* The task
Would you go through the records below and copy each line with the string "ShipmentStatus"?

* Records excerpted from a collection
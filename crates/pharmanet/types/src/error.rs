use crate::ShipmentStatus;
use chrono::NaiveDate;
use thiserror::Error;

/// Structural problems detected while building or parsing records.
#[derive(Debug, Clone, Error, PartialEq, Eq)]
pub enum RecordError {
    #[error("unrecognized organisation role '{0}'")]
    UnknownRole(String),

    #[error("invalid key: {0}")]
    InvalidKey(String),

    #[error("malformed asset token '{0}': expected 'drugName|serialNumber'")]
    MalformedAsset(String),

    #[error("asset list is empty")]
    EmptyAssetList,

    #[error("asset '{0}' is listed more than once")]
    DuplicateAsset(String),

    #[error("invalid {field} '{value}': expected YYYY-MM-DD")]
    InvalidDate { field: &'static str, value: String },

    #[error("expiry date {expires} is not after manufacturing date {manufactured}")]
    ExpiryNotAfterManufacture {
        manufactured: NaiveDate,
        expires: NaiveDate,
    },

    #[error("quantity must be at least 1, got {0}")]
    InvalidQuantity(u32),

    #[error("shipment cannot move from '{from}' to '{to}'")]
    InvalidTransition {
        from: ShipmentStatus,
        to: ShipmentStatus,
    },
}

* Task output
use crate::ShipmentStatus;
        from: ShipmentStatus,
        to: ShipmentStatus,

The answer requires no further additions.